* [Task brief] Where does the string "model" appear? Copy every line of the entries below that holds it.

[Stored data]
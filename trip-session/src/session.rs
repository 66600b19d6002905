use chrono::{DateTime, Utc};
use serde::{Deserialize, Serialize};
use serde_json::Value;
use std::collections::HashMap;
use trip_core::{Event, ReadonlyState, Session};

/// Point-in-time copy of a stored session.
#[derive(Debug, Clone, Serialize, Deserialize)]
pub struct SessionSnapshot {
    pub id: String,
    pub app_name: String,
    pub user_id: String,
    pub state: StateMap,
    pub events: Vec<Event>,
    pub updated_at: DateTime<Utc>,
}

#[derive(Debug, Clone, Default, Serialize, Deserialize)]
#[serde(transparent)]
pub struct StateMap(pub HashMap<String, Value>);

impl ReadonlyState for StateMap {
    fn get(&self, key: &str) -> Option<Value> {
        self.0.get(key).cloned()
    }

    fn all(&self) -> HashMap<String, Value> {
        self.0.clone()
    }
}

impl Session for SessionSnapshot {
    fn id(&self) -> &str {
        &self.id
    }

    fn app_name(&self) -> &str {
        &self.app_name
    }

    fn user_id(&self) -> &str {
        &self.user_id
    }

    fn state(&self) -> &dyn ReadonlyState {
        &self.state
    }
}
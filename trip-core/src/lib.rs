//! # trip-core
//!
//! Core traits and types for the travel-booking agent pipeline.
//!
//! ## Overview
//!
//! - [`Agent`] - The interface every pipeline stage implements
//! - [`Llm`] - The hosted language model seam
//! - [`Tool`] - Callable functions an agent may invoke during its turn
//! - [`Event`] - Streamed agent output, including output-slot writes
//! - [`AgentOutcome`] - Acted / abstained / errored result of one turn
//! - [`TripError`] / [`Result`] - Unified error handling
//!
//! ## Core Traits
//!
//! ```rust,ignore
//! #[async_trait]
//! pub trait Agent: Send + Sync {
//!     fn name(&self) -> &str;
//!     fn description(&self) -> &str;
//!     fn sub_agents(&self) -> &[Arc<dyn Agent>];
//!     async fn run(&self, ctx: Arc<dyn InvocationContext>) -> Result<EventStream>;
//! }
//! ```

pub mod agent;
pub mod context;
pub mod error;
pub mod event;
pub mod model;
pub mod tool;
pub mod types;

pub use agent::{Agent, AgentOutcome, EventStream, ToolCallRecord};
pub use context::{InvocationContext, ReadonlyContext, ReadonlyState, Session};
pub use error::{Result, TripError};
pub use event::{Event, EventActions};
pub use model::{
    FinishReason, GenerateContentConfig, Llm, LlmRequest, LlmResponse, LlmResponseStream,
    UsageMetadata,
};
pub use tool::{Tool, ToolContext};
pub use types::{Content, FunctionResponseData, Part};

* [Reply]
//! - [`Llm`] - The hosted language model seam
pub mod model;
pub use model::{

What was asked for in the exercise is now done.